Under-specification of terminal requirements: The early WAP standards included  many optional features and under-specified requirements, which meant that compliant devices would not necessarily interoperate properly. This resulted in great variability in the actual behavior of phones, principally because WAP-service implementers and mobile-phone manufacturers did not obtain a copy of the standards or the correct hardware and the standard software modules. As an example, some phone models would not accept a page more than 1 Kb in size, and some would even crash. The user interface of devices was also underspecified: as an example, accesskeys (e.g., the ability to press '4' to access directly the fourth link in a list) were variously implemented depending on phone models (sometimes with the accesskey number automatically displayed by the browser next to the link, sometimes without it, and sometimes accesskeys were not implemented at all).
Constrained user interface capabilities: Terminals with small black-and-white screens and few buttons, like the early WAP terminals, face difficulties in presenting a lot of information to their user, which compounded the other problems: one would have had to be extra careful in designing the user interface on such a resource-constrained device which was the real concept of WAP.
Lack of good authoring tools: The problems above might have succumbed in the face of a WML authoring tool that would have allowed content providers to easily publish content that would interoperate flawlessly with many models, adapting the pages presented to the User-Agent type. However, the development kits which existed did not provide such a general capability. Developing for the web was easy: with a text editor and a web browser, anybody could get started, thanks also to the forgiving nature of most desktop browser rendering engines.  By contrast, the stringent requirements of the WML specifications, the variability in terminals, and the demands of testing on various wireless terminals, along with the lack of widely available desktop authoring and emulation tools, considerably lengthened the time required to complete most projects. , however, with many mobile devices  supporting XHTML, and programs such as Adobe Go Live and Dreamweaver offering improved web-authoring tools, it is becoming easier to create content, accessible by many new devices.
Lack of user agent profiling tools: It quickly became nearly impossible for web hosts to determine if a request came from a mobile device, or from a larger more capable device.  No useful profiling or database of device capabilities were built into the specifications in the unauthorized non-compliant products.

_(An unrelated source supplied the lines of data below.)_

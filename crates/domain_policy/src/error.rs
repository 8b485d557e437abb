//! Policy domain errors
//!
//! This module defines all error types that can occur within quoting and
//! policy administration.

use thiserror::Error;

use core_kernel::{CoreError, ErrorKind, MoneyError, PortError, QuoteId};
use domain_rating::RatingError;

/// Errors that can occur in the policy domain
#[derive(Debug, Error)]
pub enum PolicyError {
    /// Invalid state transition attempted
    #[error("Invalid state transition from {from} to {to}")]
    InvalidStateTransition {
        from: String,
        to: String,
    },

    /// Quote validity period is over
    #[error("Quote has expired")]
    QuoteExpired,

    /// A policy already exists for this quote
    #[error("Quote {quote_id} has already been converted to a policy")]
    AlreadyConverted {
        quote_id: QuoteId,
    },

    /// A referenced entity does not exist
    #[error("{entity_type} not found: {id}")]
    NotFound {
        entity_type: String,
        id: String,
    },

    #[error("Invariant violation: {0}")]
    InvariantViolation(String),

    /// Validation error
    #[error("Validation error: {0}")]
    Validation(String),

    #[error(transparent)]
    Rating(#[from] RatingError),

    #[error(transparent)]
    Core(#[from] CoreError),

    #[error(transparent)]
    Port(#[from] PortError),
}

impl PolicyError {
    /// Creates a validation error
    pub fn validation(message: impl Into<String>) -> Self {
        PolicyError::Validation(message.into())
    }

    pub fn not_found(entity_type: impl Into<String>, id: impl std::fmt::Display) -> Self {
        PolicyError::NotFound {
            entity_type: entity_type.into(),
            id: id.to_string(),
        }
    }

    pub fn invalid_transition(from: impl std::fmt::Debug, to: &str) -> Self {
        PolicyError::InvalidStateTransition {
            from: format!("{:?}", from),
            to: to.to_string(),
        }
    }

    /// Failure category for the presentation layer
    pub fn kind(&self) -> ErrorKind {
        match self {
            PolicyError::InvalidStateTransition { .. } | PolicyError::QuoteExpired => {
                ErrorKind::InvalidStateTransition
            }
            PolicyError::AlreadyConverted { .. } | PolicyError::InvariantViolation(_) => {
                ErrorKind::InvariantViolation
            }
            PolicyError::NotFound { .. } => ErrorKind::NotFound,
            PolicyError::Validation(_) => ErrorKind::Validation,
            PolicyError::Rating(e) => e.kind(),
            PolicyError::Core(e) => e.kind(),
            PolicyError::Port(e) => ErrorKind::from(e),
        }
    }
}

impl From<MoneyError> for PolicyError {
    fn from(error: MoneyError) -> Self {
        PolicyError::Core(CoreError::Money(error))
    }
}
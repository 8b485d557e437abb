//! Reference vocabulary shared by rating, quoting and policy administration

use rust_decimal::Decimal;
use serde::{Deserialize, Serialize};
use std::fmt;

use core_kernel::{CoverageId, DistributorId};

/// Fuel type of the insured vehicle
#[derive(Debug, Clone, Copy, PartialEq, Eq, Hash, Serialize, Deserialize)]
pub enum FuelType {
    Essence,
    Diesel,
    Hybrid,
    Electric,
}

impl fmt::Display for FuelType {
    fn fmt(&self, f: &mut fmt::Formatter<'_>) -> fmt::Result {
        write!(f, "{:?}", self)
    }
}

/// Distribution channel of a sale
#[derive(Debug, Clone, Copy, PartialEq, Eq, Hash, Serialize, Deserialize)]
pub enum DistributorType {
    /// Salaried agent
    InternalAgent,
    GeneralAgent,
    Broker,
    Bancassurance,
}

impl DistributorType {
    /// Commission rate applied when no table row exists
    pub fn default_commission_rate(&self) -> Decimal {
        match self {
            DistributorType::InternalAgent => Decimal::new(10, 2),
            DistributorType::Broker => Decimal::new(125, 3),
            DistributorType::GeneralAgent => Decimal::new(15, 2),
            DistributorType::Bancassurance => Decimal::new(8, 2),
        }
    }

    /// Agents acting under a mandate have a withholding on their commission
    pub fn has_mandate_tax(&self) -> bool {
        matches!(self, DistributorType::InternalAgent | DistributorType::GeneralAgent)
    }
}

/// Line of business, used to key tax and commission tables
#[derive(Debug, Clone, Copy, PartialEq, Eq, Hash, Serialize, Deserialize)]
pub enum ProductType {
    Motor,
    Fire,
    Liability,
    Transport,
    Health,
}

impl ProductType {
    pub fn label(&self) -> &'static str {
        match self {
            ProductType::Motor => "Automobile",
            ProductType::Fire => "Incendie",
            ProductType::Liability => "Responsabilité Civile",
            ProductType::Transport => "Transport",
            ProductType::Health => "Santé",
        }
    }
}

/// An entry of the coverage catalogue (a lettered "section")
///
/// Coverage premiums are flat amounts; they are not rated on vehicle value.
#[derive(Debug, Clone, PartialEq, Eq, Serialize, Deserialize)]
pub struct MotorCoverage {
    pub id: CoverageId,
    /// e.g. `SECTION_A`
    pub code: String,
    pub name: String,
    pub section_letter: char,
    pub fixed_premium: Decimal,
    pub is_mandatory: bool,
    pub is_active: bool,
}

impl MotorCoverage {
    pub fn new(
        code: impl Into<String>,
        name: impl Into<String>,
        section_letter: char,
        fixed_premium: Decimal,
    ) -> Self {
        Self {
            id: CoverageId::new_v7(),
            code: code.into(),
            name: name.into(),
            section_letter,
            fixed_premium,
            is_mandatory: false,
            is_active: true,
        }
    }

    pub fn mandatory(mut self) -> Self {
        self.is_mandatory = true;
        self
    }

    /// The standard SECTION_A..SECTION_H catalogue
    pub fn standard_catalogue() -> Vec<MotorCoverage> {
        vec![
            MotorCoverage::new("SECTION_A", "Responsabilité Civile", 'A', Decimal::ZERO).mandatory(),
            MotorCoverage::new("SECTION_B", "Défense et Recours", 'B', Decimal::new(5000, 0)),
            MotorCoverage::new("SECTION_C", "Incendie", 'C', Decimal::ZERO),
            MotorCoverage::new("SECTION_D", "Vol", 'D', Decimal::ZERO),
            MotorCoverage::new("SECTION_E", "Bris de Glace", 'E', Decimal::new(5000, 0)),
            MotorCoverage::new("SECTION_F", "Dommages Collision", 'F', Decimal::ZERO),
            MotorCoverage::new("SECTION_G", "Catastrophes Naturelles", 'G', Decimal::new(3000, 0)),
            MotorCoverage::new("SECTION_H", "Individuelle Conducteur", 'H', Decimal::new(8000, 0)),
        ]
    }
}

/// Intermediary through which a quote was sold
#[derive(Debug, Clone, PartialEq, Eq, Serialize, Deserialize)]
pub struct Distributor {
    pub id: DistributorId,
    pub code: String,
    pub name: String,
    pub distributor_type: DistributorType,
    pub is_active: bool,
}

impl Distributor {
    pub fn new(code: impl Into<String>, name: impl Into<String>, distributor_type: DistributorType) -> Self {
        Self {
            id: DistributorId::new_v7(),
            code: code.into(),
            name: name.into(),
            distributor_type,
            is_active: true,
        }
    }
}

#[cfg(test)]
mod tests {
    use super::*;
    use rust_decimal_macros::dec;

    #[test]
    fn test_default_commission_rates_are_fractions() {
        assert_eq!(DistributorType::InternalAgent.default_commission_rate(), dec!(0.10));
        assert_eq!(DistributorType::Broker.default_commission_rate(), dec!(0.125));
        assert_eq!(DistributorType::GeneralAgent.default_commission_rate(), dec!(0.15));
        assert_eq!(DistributorType::Bancassurance.default_commission_rate(), dec!(0.08));
    }

    #[test]
    fn test_standard_catalogue() {
        let catalogue = MotorCoverage::standard_catalogue();
        assert_eq!(catalogue.len(), 8);
        assert!(catalogue[0].is_mandatory);
        let total: Decimal = catalogue.iter().map(|c| c.fixed_premium).sum();
        assert_eq!(total, dec!(21000));
    }
}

Other criticisms address the wireless carriers' particular implementations of WAP:

Neglect of content providers: Some wireless carriers had assumed a "build it and they will come" strategy, meaning that they would just provide the transport of data as well as the terminals, and then wait for content providers to publish their services on the Internet and make their investment in WAP useful. However, content providers received little help or incentive to go through the complicated route of development. Others, notably in Japan (cf. below), had a more thorough dialogue with their content-provider community, which was then replicated in modern, more successful WAP services such as i-mode in Japan or the Gallery service in France.
Lack of openness: Many wireless carriers sold their WAP services as "open", in that they allowed users to reach any service expressed in WML and published on the Internet. However, they also made sure that the first page that clients accessed was their own "wireless portal", which they controlled very closely. Some carriers also turned off editing or accessing the address bar in the device's browser. To facilitate users wanting to go off deck, an address bar on a form on a page linked off the hard coded home page was provided. It makes it easier for carriers to implement filtering of off deck WML sites by URLs or to disable the address bar in the future if the carrier decides to switch all users to a walled garden model. Given the difficulty in typing up fully qualified URLs on a phone keyboard, most users would give up going "off portal" or out of the walled garden; by not letting third parties put their own entries on the operators' wireless portal, some contend that operators cut themselves off from a valuable opportunity. On the other hand, some operators argue that their customers would have wanted them to manage the experience and, on such a constrained device, avoid giving access to too many services.

Protocol design lessons from WAP
The original WAP model provided a simple platform for access to web-like WML services and e-mail using mobile phones in Europe and the SE Asian regions. In 2009 it continued to have a considerable user base. The later versions of WAP, primarily targeting the United States market, were designed for a different requirement - to enable full web XHTML access using mobile devices with a higher specification and cost, and with a higher degree of software complexity.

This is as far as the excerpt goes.